Virus desconocidos que paralizan el mundo de los hombres pequeños.

Congresos suspendidos, reuniones aplazadas, mascarillas que llegan para quedarse y agrandar los bolsillos de sus fabricantes.

Menuda fiesta inmensa hemos organizado, todos muertos de miedo algunos muertos de pánico.

Somos tan pequeñitos ante lo imprevisible, que toda nuestra tecnología se vuelve inservible.

De nada sirven móviles, teléfonos y escáneres, hormiguitas pequeñas y tan vulnerables que damos mucha pena ante tanta soberbia y vanidad incesantes.

¡Qué pequeñitos somos, qué poco necesarios, qué practicamente insignificantes!

Si aprendiéramos un poco y nos sintiéramos un poco menos grandes. Ante tanta impotencia, ante tanta absurda necedad impresentable…

Si por un segundo supiéramos con humildad mirarnos en el espejo de nuestra imagen frágil!
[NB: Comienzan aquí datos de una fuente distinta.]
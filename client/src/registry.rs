//! Pending-command registry
//!
//! Every command sent to the server gets an entry keyed by its sequence
//! number. The receive cycle resolves entries when an ack, a single-packet
//! response or the last fragment of a multi-part response arrives; the
//! polling tick sweeps out entries whose expiry passed without an answer.
//!
//! Resolution is at-most-once: an entry is removed from the map before its
//! waiter or handler runs, so a late duplicate response finds nothing.

use crate::assembler::{AssemblyError, MultiPartAssembly};
use log::{debug, warn};
use std::collections::HashMap;
use std::fmt;
use std::time::{Duration, Instant};
use tokio::sync::oneshot;

/// Body reported for a bare acknowledgement.
pub const ACK_BODY: &str = "OK";

/// One-shot callback run when the response arrives, before the general
/// response event is published.
pub type ResponseHandler = Box<dyn FnOnce(&CommandResponse) + Send + 'static>;

#[derive(Debug, Clone, PartialEq, Eq)]
pub struct CommandResponse {
    pub sequence: u8,
    /// Command text as it was sent
    pub command: String,
    pub body: String,
    /// The server only acknowledged the command; `body` is [`ACK_BODY`]
    pub acknowledged_only: bool,
}

pub struct PendingCommand {
    sequence: u8,
    command: String,
    submitted_at: Instant,
    expires_at: Instant,
    assembly: Option<MultiPartAssembly>,
    waiter: Option<oneshot::Sender<CommandResponse>>,
    handler: Option<ResponseHandler>,
}

impl PendingCommand {
    pub fn new(sequence: u8, command: impl Into<String>, now: Instant, timeout: Duration) -> Self {
        Self {
            sequence,
            command: command.into(),
            submitted_at: now,
            expires_at: now + timeout,
            assembly: None,
            waiter: None,
            handler: None,
        }
    }

    pub fn with_waiter(mut self, waiter: oneshot::Sender<CommandResponse>) -> Self {
        self.waiter = Some(waiter);
        self
    }

    pub fn with_handler(mut self, handler: ResponseHandler) -> Self {
        self.handler = Some(handler);
        self
    }

    pub fn sequence(&self) -> u8 {
        self.sequence
    }

    pub fn command(&self) -> &str {
        &self.command
    }

    pub fn submitted_at(&self) -> Instant {
        self.submitted_at
    }

    pub fn is_expired(&self, now: Instant) -> bool {
        now >= self.expires_at
    }

    /// Consumes the entry and delivers the response: handler first, then the
    /// awaiting caller. `None` means a bare acknowledgement.
    pub fn complete(mut self, body: Option<String>) -> CommandResponse {
        let response = CommandResponse {
            sequence: self.sequence,
            command: std::mem::take(&mut self.command),
            acknowledged_only: body.is_none(),
            body: body.unwrap_or_else(|| ACK_BODY.to_string()),
        };

        if let Some(handler) = self.handler.take() {
            handler(&response);
        }
        if let Some(waiter) = self.waiter.take() {
            // The caller may have dropped its handle; that is fine
            let _ = waiter.send(response.clone());
        }

        response
    }
}

impl fmt::Debug for PendingCommand {
    fn fmt(&self, f: &mut fmt::Formatter<'_>) -> fmt::Result {
        f.debug_struct("PendingCommand")
            .field("sequence", &self.sequence)
            .field("command", &self.command)
            .field("expires_at", &self.expires_at)
            .field("assembly", &self.assembly)
            .field("has_waiter", &self.waiter.is_some())
            .field("has_handler", &self.handler.is_some())
            .finish()
    }
}

#[derive(Debug, PartialEq, Eq)]
pub enum FragmentOutcome {
    /// Stored; more parts are still missing
    Pending { received: usize, total: u8 },
    /// Every part arrived; the concatenated body in index order
    Complete(String),
    /// No command is waiting on this sequence number
    Unknown,
    /// The fragment contradicted the assembly, which was thrown away
    Discarded(AssemblyError),
}

#[derive(Debug, Default)]
pub struct PendingRegistry {
    entries: HashMap<u8, PendingCommand>,
}

impl PendingRegistry {
    pub fn new() -> Self {
        Self::default()
    }

    pub fn len(&self) -> usize {
        self.entries.len()
    }

    pub fn is_empty(&self) -> bool {
        self.entries.is_empty()
    }

    pub fn contains(&self, sequence: u8) -> bool {
        self.entries.contains_key(&sequence)
    }

    /// Adds an entry. A stale entry still holding the same sequence number
    /// (the counter wrapped past it) is displaced and returned.
    pub fn register(&mut self, entry: PendingCommand) -> Option<PendingCommand> {
        let displaced = self.entries.insert(entry.sequence, entry);
        if let Some(old) = &displaced {
            warn!(
                "Sequence {} reused while command {:?} was still pending",
                old.sequence, old.command
            );
        }
        displaced
    }

    /// Removes the entry so the caller can complete it outside the lock.
    pub fn take(&mut self, sequence: u8) -> Option<PendingCommand> {
        self.entries.remove(&sequence)
    }

    pub fn accept_fragment(
        &mut self,
        sequence: u8,
        index: u8,
        total: u8,
        fragment: Vec<u8>,
    ) -> FragmentOutcome {
        let Some(entry) = self.entries.get_mut(&sequence) else {
            return FragmentOutcome::Unknown;
        };

        let assembly = entry
            .assembly
            .get_or_insert_with(|| MultiPartAssembly::new(total));

        if let Err(error) = assembly.insert(index, total, fragment) {
            entry.assembly = None;
            return FragmentOutcome::Discarded(error);
        }

        if !assembly.is_complete() {
            return FragmentOutcome::Pending {
                received: assembly.received(),
                total,
            };
        }

        match entry.assembly.take().map(MultiPartAssembly::finish) {
            Some(Ok(bytes)) => FragmentOutcome::Complete(String::from_utf8_lossy(&bytes).into_owned()),
            Some(Err(assembly)) => {
                let received = assembly.received();
                entry.assembly = Some(assembly);
                FragmentOutcome::Pending { received, total }
            }
            None => FragmentOutcome::Unknown,
        }
    }

    /// Removes every entry whose expiry has passed. Dropping the returned
    /// entries releases their waiters with "no response".
    pub fn sweep_expired(&mut self, now: Instant) -> Vec<PendingCommand> {
        let expired: Vec<u8> = self
            .entries
            .values()
            .filter(|entry| entry.is_expired(now))
            .map(|entry| entry.sequence)
            .collect();

        let removed: Vec<PendingCommand> = expired
            .into_iter()
            .filter_map(|sequence| self.entries.remove(&sequence))
            .collect();

        for entry in &removed {
            debug!(
                "Command {} ({:?}) expired after {:?} without a response",
                entry.sequence,
                entry.command,
                now.duration_since(entry.submitted_at)
            );
        }

        removed
    }

    /// Empties the registry, e.g. when the link goes down.
    pub fn drain(&mut self) -> Vec<PendingCommand> {
        self.entries.drain().map(|(_, entry)| entry).collect()
    }
}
Tal vez entonces no existirían los virus ni las enfermedades.

¡Pobres hombres soberbios que se creen inviolables, su mundo es tan pequeño y su vida tan frágil!

Ojalá que algún día aprendamos a vernos con los ojitos tiernos de nuestros animales, crezcamos cual montañas y seamos gigantes, y venzamos los virus del odio y la malasangre.

Ojalá sea el amor nuestro virus más grande.